'''
//! Reelway Core - download sessions and playback readiness
//!
//! This crate owns the single live download session: it drives an external
//! download engine, folds the engine's events into a consistent session
//! record, tracks how many bytes are safe to stream, and decides when the
//! player may start.

pub mod config;
pub mod readiness;
pub mod session;
pub mod tracing_setup;

// Re-export main types for convenient access
pub use config::ReelwayConfig;
pub use readiness::{ReadinessDecision, ReadinessGate, ReadinessThreshold};
pub use session::{
    AvailabilityError, DownloadEngine, DownloadSession, SessionError, SessionManagerHandle,
    SessionState, spawn_session_manager,
};

/// Core errors that can bubble up from any Reelway subsystem.
#[derive(Debug, thiserror::Error)]
pub enum ReelwayError {
    #[error("Session error: {0}")]
    Session(#[from] SessionError),

    #[error("Availability error: {0}")]
    Availability(#[from] AvailabilityError),

    #[error("Configuration error: {reason}")]
    Configuration { reason: String },

    #[error("I/O error: {0}")]
    Io(#[from] std::io::Error),
}

impl ReelwayError {
    /// Returns a user-friendly error message suitable for display.
    pub fn user_message(&self) -> String {
        match self {
            ReelwayError::Session(e) => match e {
                SessionError::InvalidMagnet { reason } => format!("Invalid magnet link: {reason}"),
                SessionError::Engine { reason } => format!("Download failed: {reason}"),
                SessionError::NoActiveSession => "No download is running".to_string(),
                _ => "Download error occurred".to_string(),
            },
            ReelwayError::Availability(AvailabilityError::Timeout { .. }) => {
                "Timed out waiting for the download to catch up".to_string()
            }
            ReelwayError::Availability(AvailabilityError::Cancelled) => {
                "Download was stopped".to_string()
            }
            ReelwayError::Configuration { .. } => "Configuration error occurred".to_string(),
            ReelwayError::Io(_) => "File system error occurred".to_string(),
        }
    }

    /// Checks if this error is due to user input validation.
    pub fn is_user_error(&self) -> bool {
        matches!(
            self,
            ReelwayError::Configuration { .. }
                | ReelwayError::Session(SessionError::InvalidMagnet { .. })
        )
    }
}

pub type Result<T> = std::result::Result<T, ReelwayError>;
'''
> [TASK GOAL]: Copy out every line of the listing where the word "Configuration" occurs.

> [EXERCISE RESPONSE]:
    #[error("Configuration error: {reason}")]
    Configuration { reason: String },
            ReelwayError::Configuration { .. } => "Configuration error occurred".to_string(),
            ReelwayError::Configuration { .. }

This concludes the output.